Area Tuning the Violin

by Keith Hill

Originally published as Guild of American Luthiers Data Sheet #283, 1984 and Big Red Book of American Lutherie Volume One, 2000

See also,
Hints for Area Tuning the Violin by Keith Hill



Announcements of “discoveries” of the “secrets” of Stradivarius usually are not worth the ink used to print them. When they appear, everyone reads them with the customary curiosity. Then away they are filed along with the hundreds of other such claims. They get dredged up again when someone writes yet another book on the violin. Mindful of this possible fate, I would like to offer an explanation of a discovery that I have made. It is not of the “secrets” of Stradivarius; rather it is, I believe, the acoustical system utilized by the ancient Italian violin makers.

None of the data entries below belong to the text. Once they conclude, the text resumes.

//! ACRCloud identify API integration
//!
//! Audio fingerprint recognition over a signed HTTP POST.
//! API docs: https://docs.acrcloud.com/reference/identification-api

mod adapter;
mod client;
pub mod dto;
pub mod signature;

pub use client::{AcrCloudClient, AcrCloudConfig};
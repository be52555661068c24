//! Trait definitions for the recognition boundary.
//!
//! The pipeline depends on [`Recognizer`] only. Production code uses
//! [`AcrCloudClient`](super::AcrCloudClient); tests substitute scripted
//! implementations from [`mocks`].

use async_trait::async_trait;

use super::domain::RecognitionOutcome;
use crate::model::AudioSegment;

/// Recognizes one segment at a time.
///
/// Implementations never fail the caller: every error is reported as
/// [`RecognitionOutcome::Failed`].
#[async_trait]
pub trait Recognizer: Send + Sync {
    async fn identify(&self, segment: &AudioSegment<'_>) -> RecognitionOutcome;
}

#[async_trait]
impl Recognizer for super::acrcloud::AcrCloudClient {
    async fn identify(&self, segment: &AudioSegment<'_>) -> RecognitionOutcome {
        self.identify(segment).await.into()
    }
}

The system is simplicity itself. It is possible for anyone who understands it and has normal hearing to use it. Moreover, it requires no measuring equipment save the ears and possibly a monochord. Furthermore, the thicknesses and their inexplicable variants, which so annoy our modern sense of decency when we observe them in the finest violins by Stradivari and Guarneri, occur naturally as a result of this system. Because it is so simple, it is, of course, the last place one would think to look for the answer. I expect that once you are equipped with the following information, you will go to your nearest antique Italian fiddle and look to see if what I am saying is actually there.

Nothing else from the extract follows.